Stored items:
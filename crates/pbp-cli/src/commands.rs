use std::path::PathBuf;

use anyhow::{Context, Result};
use tracing::{info, info_span};

use pbp_cli::logging::redact_value;
use pbp_cli::summary::{guideline_actions_table, print_doctor, print_screening};
use pbp_core::{ScreeningReport, ScreeningRequest, screen};
use pbp_ingest::{Cohort, default_cohort_path};
use pbp_model::{BpStatus, MONTHS_PER_YEAR};
use pbp_standards::{DoctorReport, ReferenceTableStore, VerifySummary, tables_root};

use crate::cli::{CohortArgs, FormatArgs, OutputFormatArg, PatientArgs, PercentileArgs};

fn load_store(tables_dir: Option<&PathBuf>) -> Result<(ReferenceTableStore, VerifySummary)> {
    let dir = tables_dir.cloned().unwrap_or_else(tables_root);
    ReferenceTableStore::load_dir(&dir)
        .with_context(|| format!("load reference tables from {}", dir.display()))
}

fn load_cohort(args: &CohortArgs) -> Result<Cohort> {
    let path = args.nhanes.clone().unwrap_or_else(default_cohort_path);
    Cohort::load(&path).with_context(|| format!("load NHANES cohort from {}", path.display()))
}

pub fn run_percentile(args: &PercentileArgs, tables_dir: Option<&PathBuf>) -> Result<()> {
    let span = info_span!("percentile");
    let _guard = span.enter();
    let age_years = match (args.age, args.age_months) {
        (Some(years), _) => years,
        (None, Some(months)) => months / MONTHS_PER_YEAR,
        (None, None) => anyhow::bail!("either --age or --age-months is required"),
    };
    let request = ScreeningRequest {
        sex: args.sex.into(),
        age_years,
        height_cm: args.height,
        systolic_mmhg: args.systolic,
        diastolic_mmhg: args.diastolic,
    };
    let (store, _) = load_store(tables_dir)?;
    let report = screen(&store, &request)?;
    log_report(&report);
    emit_report(&report, args.output.format)
}

pub fn run_patient(args: &PatientArgs, tables_dir: Option<&PathBuf>) -> Result<()> {
    let seqn = args.seqn.to_string();
    let span = info_span!("patient", seqn = %redact_value(&seqn));
    let _guard = span.enter();
    let cohort = load_cohort(&args.cohort)?;
    let record = cohort.get(args.seqn)?.complete()?;
    let request = ScreeningRequest {
        sex: record.sex,
        age_years: record.age_years,
        height_cm: record.height_cm,
        systolic_mmhg: record.systolic_mmhg,
        diastolic_mmhg: record.diastolic_mmhg,
    };
    let (store, _) = load_store(tables_dir)?;
    let report = screen(&store, &request)?;
    log_report(&report);
    if args.output.format == OutputFormatArg::Table {
        println!("Respondent: {}", args.seqn);
    }
    emit_report(&report, args.output.format)
}

pub fn run_patients(args: &CohortArgs) -> Result<()> {
    let cohort = load_cohort(args)?;
    for seqn in cohort.ids() {
        println!("{seqn}");
    }
    Ok(())
}

pub fn run_tables(args: &FormatArgs, tables_dir: Option<&PathBuf>) -> Result<()> {
    let span = info_span!("tables");
    let _guard = span.enter();
    let (store, summary) = load_store(tables_dir)?;
    let report = DoctorReport::from_store(&store, &summary);
    match args.format {
        OutputFormatArg::Table => print_doctor(&report),
        OutputFormatArg::Json => {
            let json = serde_json::to_string_pretty(&report).context("serialize doctor report")?;
            println!("{json}");
        }
    }
    Ok(())
}

pub fn run_guidelines() {
    println!("{}", guideline_actions_table(&BpStatus::ALL));
}

fn emit_report(report: &ScreeningReport, format: OutputFormatArg) -> Result<()> {
    match format {
        OutputFormatArg::Table => print_screening(report),
        OutputFormatArg::Json => {
            let json = serde_json::to_string_pretty(report).context("serialize screening report")?;
            println!("{json}");
        }
    }
    Ok(())
}

fn log_report(report: &ScreeningReport) {
    for result in report.results() {
        let value = result.bp_value_mmhg.to_string();
        let percentile = format!("{:.1}", result.percentile);
        info!(
            bp_type = %result.bp_type,
            value_mmhg = %redact_value(&value),
            percentile = %redact_value(&percentile),
            status = %result.status,
            "reading classified"
        );
    }
}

» Work task
Nothing should be dropped or changed, so repeat all of the entries exactly.

» Answer space
filename crates/pbp-cli/src/commands.rs
use std::path::PathBuf;

use anyhow::{Context, Result};
use tracing::{info, info_span};

use pbp_cli::logging::redact_value;
use pbp_cli::summary::{guideline_actions_table, print_doctor, print_screening};
use pbp_core::{ScreeningReport, ScreeningRequest, screen};
use pbp_ingest::{Cohort, default_cohort_path};
use pbp_model::{BpStatus, MONTHS_PER_YEAR};
use pbp_standards::{DoctorReport, ReferenceTableStore, VerifySummary, tables_root};

use crate::cli::{CohortArgs, FormatArgs, OutputFormatArg, PatientArgs, PercentileArgs};

fn load_store(tables_dir: Option<&PathBuf>) -> Result<(ReferenceTableStore, VerifySummary)> {
    let dir = tables_dir.cloned().unwrap_or_else(tables_root);
    ReferenceTableStore::load_dir(&dir)
        .with_context(|| format!("load reference tables from {}", dir.display()))
}

fn load_cohort(args: &CohortArgs) -> Result<Cohort> {
    let path = args.nhanes.clone().unwrap_or_else(default_cohort_path);
    Cohort::load(&path).with_context(|| format!("load NHANES cohort from {}", path.display()))
}

pub fn run_percentile(args: &PercentileArgs, tables_dir: Option<&PathBuf>) -> Result<()> {
    let span = info_span!("percentile");
    let _guard = span.enter();
    let age_years = match (args.age, args.age_months) {
        (Some(years), _) => years,
        (None, Some(months)) => months / MONTHS_PER_YEAR,
        (None, None) => anyhow::bail!("either --age or --age-months is required"),
    };
    let request = ScreeningRequest {
        sex: args.sex.into(),
        age_years,
        height_cm: args.height,
        systolic_mmhg: args.systolic,
        diastolic_mmhg: args.diastolic,
    };
    let (store, _) = load_store(tables_dir)?;
    let report = screen(&store, &request)?;
    log_report(&report);
    emit_report(&report, args.output.format)
}

pub fn run_patient(args: &PatientArgs, tables_dir: Option<&PathBuf>) -> Result<()> {
    let seqn = args.seqn.to_string();
    let span = info_span!("patient", seqn = %redact_value(&seqn));
    let _guard = span.enter();
    let cohort = load_cohort(&args.cohort)?;
    let record = cohort.get(args.seqn)?.complete()?;
    let request = ScreeningRequest {
        sex: record.sex,
        age_years: record.age_years,
        height_cm: record.height_cm,
        systolic_mmhg: record.systolic_mmhg,
        diastolic_mmhg: record.diastolic_mmhg,
    };
    let (store, _) = load_store(tables_dir)?;
    let report = screen(&store, &request)?;
    log_report(&report);
    if args.output.format == OutputFormatArg::Table {
        println!("Respondent: {}", args.seqn);
    }
    emit_report(&report, args.output.format)
}

pub fn run_patients(args: &CohortArgs) -> Result<()> {
    let cohort = load_cohort(args)?;
    for seqn in cohort.ids() {
        println!("{seqn}");
    }
    Ok(())
}

pub fn run_tables(args: &FormatArgs, tables_dir: Option<&PathBuf>) -> Result<()> {
    let span = info_span!("tables");
    let _guard = span.enter();
    let (store, summary) = load_store(tables_dir)?;
    let report = DoctorReport::from_store(&store, &summary);
    match args.format {
        OutputFormatArg::Table => print_doctor(&report),
        OutputFormatArg::Json => {
            let json = serde_json::to_string_pretty(&report).context("serialize doctor report")?;
            println!("{json}");
        }
    }
    Ok(())
}

pub fn run_guidelines() {
    println!("{}", guideline_actions_table(&BpStatus::ALL));
}

fn emit_report(report: &ScreeningReport, format: OutputFormatArg) -> Result<()> {
    match format {
        OutputFormatArg::Table => print_screening(report),
        OutputFormatArg::Json => {
            let json = serde_json::to_string_pretty(report).context("serialize screening report")?;
            println!("{json}");
        }
    }
    Ok(())
}

fn log_report(report: &ScreeningReport) {
    for result in report.results() {
        let value = result.bp_value_mmhg.to_string();
        let percentile = format!("{:.1}", result.percentile);
        info!(
            bp_type = %result.bp_type,
            value_mmhg = %redact_value(&value),
            percentile = %redact_value(&percentile),
            status = %result.status,
            "reading classified"
        );
    }
}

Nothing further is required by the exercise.